§ **ABOUT THIS EXERCISE**:
What the task needs is the data below, written out verbatim.

§ **Collected data**:
========

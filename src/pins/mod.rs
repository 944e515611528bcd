//! Component bindings: how upstream pin claims enter the crate.

pub mod binding;
pub mod ingest;
pub mod normalize;

pub use binding::{ComponentBinding, PinAssignmentSet, DEFAULT_SIGNAL};
pub use ingest::{
    extract_define_mappings, extract_prompt_mappings, parse_connections, IngestError,
    RawConnection, RawPinEntry,
};
pub use normalize::{normalize, normalize_role, NormalizeError, RawPin};
//! Read-only registry of board profiles.
//!
//! The catalog is built once (from the embedded board table or a TOML file)
//! and never mutated afterwards, so lookups need no synchronization and the
//! handed-out `Arc<BoardProfile>`s can be shared freely between requests.

use super::{BoardProfile, BusRole, PinId};
use crate::config::CatalogConfig;
use std::collections::BTreeMap;
use std::path::Path;
use std::sync::Arc;
use thiserror::Error;

/// Shortest query that may match a longer board key by containment.
const MIN_FUZZY_QUERY_LEN: usize = 3;

#[derive(Debug, Error)]
pub enum CatalogError {
    #[error("IO error: {0}")]
    Io(#[from] std::io::Error),
    #[error("TOML parse error: {0}")]
    Toml(#[from] toml::de::Error),
    #[error("TOML serialize error: {0}")]
    TomlSer(#[from] toml::ser::Error),
    #[error("board '{board}' declares no available pins")]
    EmptyBoard { board: String },
    #[error("board '{board}': pin {pin} in {set} is not an available pin")]
    NotSubset {
        board: String,
        set: &'static str,
        pin: PinId,
    },
    #[error("board '{board}': default {bus} pin {pin} is not an available pin")]
    BadBusPin {
        board: String,
        bus: BusRole,
        pin: PinId,
    },
    #[error("board '{board}': invalid pin range '{spec}'")]
    InvalidRange { board: String, spec: String },
    #[error("board key or alias '{key}' is registered more than once")]
    DuplicateKey { key: String },
    #[error("no board profile registered for '{key}'")]
    UnknownBoard { key: String },
}

#[derive(Debug, Clone)]
pub struct BoardCatalog {
    profiles: BTreeMap<String, Arc<BoardProfile>>,
    aliases: BTreeMap<String, String>,
    generic: Arc<BoardProfile>,
}

impl BoardCatalog {
    /// Catalog of the boards shipped with the crate.
    pub fn builtin() -> Result<Self, CatalogError> {
        Self::from_config(&CatalogConfig::builtin()?)
    }

    /// Load a catalog from a TOML file. Any profile violating the pin-set
    /// invariants fails the whole load.
    pub fn load(path: impl AsRef<Path>) -> Result<Self, CatalogError> {
        Self::from_config(&CatalogConfig::load(path)?)
    }

    pub fn from_config(config: &CatalogConfig) -> Result<Self, CatalogError> {
        let mut profiles = BTreeMap::new();
        let mut aliases = BTreeMap::new();

        for (raw_key, board) in &config.boards {
            let key = normalize_key(raw_key);
            let profile = board.to_profile(&key)?;
            if profiles.insert(key.clone(), Arc::new(profile)).is_some() {
                return Err(CatalogError::DuplicateKey { key });
            }
            for alias in &board.aliases {
                let alias = normalize_key(alias);
                if aliases.insert(alias.clone(), key.clone()).is_some() {
                    return Err(CatalogError::DuplicateKey { key: alias });
                }
            }
        }
        if let Some(clash) = aliases.keys().find(|alias| profiles.contains_key(*alias)) {
            return Err(CatalogError::DuplicateKey { key: clash.clone() });
        }

        tracing::info!(
            "Loaded board catalog: {} profiles, {} aliases",
            profiles.len(),
            aliases.len()
        );

        Ok(Self {
            profiles,
            aliases,
            generic: Arc::new(BoardProfile::generic(config.generic.pin_count)),
        })
    }

    /// Find the profile for `board_key`.
    ///
    /// Matching is tried in order: exact key, declared alias, then
    /// containment (`"esp32dev"` finds `esp32`, `"uno"` finds
    /// `arduino_uno`), preferring the longest matching key.
    ///
    /// Containment matches the board family, not the variant: a query such
    /// as `"stm32f4_discovery"` lands on the `stm32` (F103) profile. Register
    /// a separate board when a variant's pinout differs.
    pub fn lookup(&self, board_key: &str) -> Result<Arc<BoardProfile>, CatalogError> {
        let key = normalize_key(board_key);

        if let Some(profile) = self.profiles.get(&key) {
            return Ok(Arc::clone(profile));
        }
        if let Some(profile) = self.aliases.get(&key).and_then(|k| self.profiles.get(k)) {
            return Ok(Arc::clone(profile));
        }
        if let Some(profile) = self.fuzzy_match(&key) {
            tracing::debug!("Board '{}' matched profile '{}' by name", board_key, profile.key());
            return Ok(profile);
        }

        Err(CatalogError::UnknownBoard {
            key: board_key.to_string(),
        })
    }

    /// Like [`lookup`](Self::lookup), but degrades to the generic profile
    /// instead of failing.
    pub fn lookup_or_generic(&self, board_key: &str) -> Arc<BoardProfile> {
        match self.lookup(board_key) {
            Ok(profile) => profile,
            Err(e) => {
                tracing::warn!("{}; falling back to generic profile", e);
                Arc::clone(&self.generic)
            }
        }
    }

    pub fn generic(&self) -> Arc<BoardProfile> {
        Arc::clone(&self.generic)
    }

    pub fn keys(&self) -> impl Iterator<Item = &str> {
        self.profiles.keys().map(String::as_str)
    }

    pub fn len(&self) -> usize {
        self.profiles.len()
    }

    pub fn is_empty(&self) -> bool {
        self.profiles.is_empty()
    }

    fn fuzzy_match(&self, query: &str) -> Option<Arc<BoardProfile>> {
        if query.is_empty() {
            return None;
        }
        let candidates = self
            .profiles
            .keys()
            .map(|k| (k, k))
            .chain(self.aliases.iter());

        let mut best: Option<(&String, &String)> = None;
        for (name, key) in candidates {
            let contains = query.contains(name.as_str())
                || (query.len() >= MIN_FUZZY_QUERY_LEN && name.contains(query));
            if !contains {
                continue;
            }
            match best {
                Some((best_name, _)) if best_name.len() >= name.len() => {}
                _ => best = Some((name, key)),
            }
        }
        best.and_then(|(_, key)| self.profiles.get(key)).map(Arc::clone)
    }
}

/// Canonical form of a board key or alias: trimmed, lowercase, with
/// spaces and dashes folded to underscores.
pub fn normalize_key(key: &str) -> String {
    key.trim()
        .to_ascii_lowercase()
        .chars()
        .map(|c| if c == ' ' || c == '-' { '_' } else { c })
        .collect()
}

========

§ **PROBLEM SOLUTION**:
filename src/pins/mod.rs
repository 944e515611528bcd
//! Component bindings: how upstream pin claims enter the crate.

pub mod binding;
pub mod ingest;
pub mod normalize;

pub use binding::{ComponentBinding, PinAssignmentSet, DEFAULT_SIGNAL};
pub use ingest::{
    extract_define_mappings, extract_prompt_mappings, parse_connections, IngestError,
    RawConnection, RawPinEntry,
};
pub use normalize::{normalize, normalize_role, NormalizeError, RawPin};
//! Read-only registry of board profiles.
//!
//! The catalog is built once (from the embedded board table or a TOML file)
//! and never mutated afterwards, so lookups need no synchronization and the
//! handed-out `Arc<BoardProfile>`s can be shared freely between requests.

use super::{BoardProfile, BusRole, PinId};
use crate::config::CatalogConfig;
use std::collections::BTreeMap;
use std::path::Path;
use std::sync::Arc;
use thiserror::Error;

/// Shortest query that may match a longer board key by containment.
const MIN_FUZZY_QUERY_LEN: usize = 3;

#[derive(Debug, Error)]
pub enum CatalogError {
    #[error("IO error: {0}")]
    Io(#[from] std::io::Error),
    #[error("TOML parse error: {0}")]
    Toml(#[from] toml::de::Error),
    #[error("TOML serialize error: {0}")]
    TomlSer(#[from] toml::ser::Error),
    #[error("board '{board}' declares no available pins")]
    EmptyBoard { board: String },
    #[error("board '{board}': pin {pin} in {set} is not an available pin")]
    NotSubset {
        board: String,
        set: &'static str,
        pin: PinId,
    },
    #[error("board '{board}': default {bus} pin {pin} is not an available pin")]
    BadBusPin {
        board: String,
        bus: BusRole,
        pin: PinId,
    },
    #[error("board '{board}': invalid pin range '{spec}'")]
    InvalidRange { board: String, spec: String },
    #[error("board key or alias '{key}' is registered more than once")]
    DuplicateKey { key: String },
    #[error("no board profile registered for '{key}'")]
    UnknownBoard { key: String },
}

#[derive(Debug, Clone)]
pub struct BoardCatalog {
    profiles: BTreeMap<String, Arc<BoardProfile>>,
    aliases: BTreeMap<String, String>,
    generic: Arc<BoardProfile>,
}

impl BoardCatalog {
    /// Catalog of the boards shipped with the crate.
    pub fn builtin() -> Result<Self, CatalogError> {
        Self::from_config(&CatalogConfig::builtin()?)
    }

    /// Load a catalog from a TOML file. Any profile violating the pin-set
    /// invariants fails the whole load.
    pub fn load(path: impl AsRef<Path>) -> Result<Self, CatalogError> {
        Self::from_config(&CatalogConfig::load(path)?)
    }

    pub fn from_config(config: &CatalogConfig) -> Result<Self, CatalogError> {
        let mut profiles = BTreeMap::new();
        let mut aliases = BTreeMap::new();

        for (raw_key, board) in &config.boards {
            let key = normalize_key(raw_key);
            let profile = board.to_profile(&key)?;
            if profiles.insert(key.clone(), Arc::new(profile)).is_some() {
                return Err(CatalogError::DuplicateKey { key });
            }
            for alias in &board.aliases {
                let alias = normalize_key(alias);
                if aliases.insert(alias.clone(), key.clone()).is_some() {
                    return Err(CatalogError::DuplicateKey { key: alias });
                }
            }
        }
        if let Some(clash) = aliases.keys().find(|alias| profiles.contains_key(*alias)) {
            return Err(CatalogError::DuplicateKey { key: clash.clone() });
        }

        tracing::info!(
            "Loaded board catalog: {} profiles, {} aliases",
            profiles.len(),
            aliases.len()
        );

        Ok(Self {
            profiles,
            aliases,
            generic: Arc::new(BoardProfile::generic(config.generic.pin_count)),
        })
    }

    /// Find the profile for `board_key`.
    ///
    /// Matching is tried in order: exact key, declared alias, then
    /// containment (`"esp32dev"` finds `esp32`, `"uno"` finds
    /// `arduino_uno`), preferring the longest matching key.
    ///
    /// Containment matches the board family, not the variant: a query such
    /// as `"stm32f4_discovery"` lands on the `stm32` (F103) profile. Register
    /// a separate board when a variant's pinout differs.
    pub fn lookup(&self, board_key: &str) -> Result<Arc<BoardProfile>, CatalogError> {
        let key = normalize_key(board_key);

        if let Some(profile) = self.profiles.get(&key) {
            return Ok(Arc::clone(profile));
        }
        if let Some(profile) = self.aliases.get(&key).and_then(|k| self.profiles.get(k)) {
            return Ok(Arc::clone(profile));
        }
        if let Some(profile) = self.fuzzy_match(&key) {
            tracing::debug!("Board '{}' matched profile '{}' by name", board_key, profile.key());
            return Ok(profile);
        }

        Err(CatalogError::UnknownBoard {
            key: board_key.to_string(),
        })
    }

    /// Like [`lookup`](Self::lookup), but degrades to the generic profile
    /// instead of failing.
    pub fn lookup_or_generic(&self, board_key: &str) -> Arc<BoardProfile> {
        match self.lookup(board_key) {
            Ok(profile) => profile,
            Err(e) => {
                tracing::warn!("{}; falling back to generic profile", e);
                Arc::clone(&self.generic)
            }
        }
    }

    pub fn generic(&self) -> Arc<BoardProfile> {
        Arc::clone(&self.generic)
    }

    pub fn keys(&self) -> impl Iterator<Item = &str> {
        self.profiles.keys().map(String::as_str)
    }

    pub fn len(&self) -> usize {
        self.profiles.len()
    }

    pub fn is_empty(&self) -> bool {
        self.profiles.is_empty()
    }

    fn fuzzy_match(&self, query: &str) -> Option<Arc<BoardProfile>> {
        if query.is_empty() {
            return None;
        }
        let candidates = self
            .profiles
            .keys()
            .map(|k| (k, k))
            .chain(self.aliases.iter());

        let mut best: Option<(&String, &String)> = None;
        for (name, key) in candidates {
            let contains = query.contains(name.as_str())
                || (query.len() >= MIN_FUZZY_QUERY_LEN && name.contains(query));
            if !contains {
                continue;
            }
            match best {
                Some((best_name, _)) if best_name.len() >= name.len() => {}
                _ => best = Some((name, key)),
            }
        }
        best.and_then(|(_, key)| self.profiles.get(key)).map(Arc::clone)
    }
}

/// Canonical form of a board key or alias: trimmed, lowercase, with
/// spaces and dashes folded to underscores.
pub fn normalize_key(key: &str) -> String {
    key.trim()
        .to_ascii_lowercase()
        .chars()
        .map(|c| if c == ' ' || c == '-' { '_' } else { c })
        .collect()
}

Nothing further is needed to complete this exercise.